Saturday, January 9, 2016
I Am Nujood
So I finished my very first book.
8) A memoir, biography, or autobiography of someone who is still alive:
This story is told from the point of view of Nujood, but the book was actually written by Delphine Minoui and the story was told through a translator. While the subject matter is interesting, a child bride in Yemen who has the courage to seek a divorce from her abusive older husband, and although Ms. Minoui clearly did her best to keep the perspective as childlike as possible, the book does not read like a child could have written it and that makes it a little disorienting.
On the whole I did learn some things about Yemeni culture. The juxtaposition of rural versus urban culture was very interesting and also horrifying from a Western perspective. The feminist in me was definitely horrified at the idea that women have almost no rights in Yemeni culture, everything has to go through a male relative. Fathers negotiate marriage contracts and the daughters have no say in the matter.

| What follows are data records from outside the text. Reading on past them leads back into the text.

use super::threshold::{Breach, CompareOp};
use super::SensorRule;
use crate::config::{ThresholdConfig, WATER_LEVEL_FLOOR_CM};
use greenmon_common::types::{
    CandidateDetection, ConditionType, SensorKind, SensorReading, Severity,
};

/// Reservoir level against the fixed [`WATER_LEVEL_FLOOR_CM`]; ignores the
/// greenhouse config.
pub struct WaterLevelRule;

impl SensorRule for WaterLevelRule {
    fn kind(&self) -> SensorKind {
        SensorKind::WaterLevel
    }

    fn evaluate(
        &self,
        reading: &SensorReading,
        value: f64,
        _config: &ThresholdConfig,
    ) -> Option<CandidateDetection> {
        Breach::check(
            ConditionType::WaterLevelLow,
            CompareOp::LessThan,
            value,
            WATER_LEVEL_FLOOR_CM,
            || Severity::Critical,
        )
        .map(|breach| breach.into_detection(reading, SensorKind::WaterLevel, value))
    }
}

Women are forced to marry their rapists to avoid dishonor to the family and adultery is punishable by death (for both parties at least).
The book on the whole is also depressing in the fact that although Yemen finally passed a law in 2009 making the minimum marriage age 17, it was overturned because it was contrary to Islamic law (the Prophet Mohammed apparently married a 9-year-old, which is often cited in the book as the path to a happy life). In 2014 a proposal for a new constitution was made, making the minimum marriage age 18 for both genders, but I can find no evidence that this constitution has been put into place or this provision enforced.
On the whole, I would recommend this book to anyone who wants to read more about what child brides go through, wants to learn about Yemeni culture, or otherwise wants to be severely depressed at the modern world. Unless you are willing to read it with your child and explain sex, rape, and various other "advanced" topics to your child, I would not recommend it as a book for children.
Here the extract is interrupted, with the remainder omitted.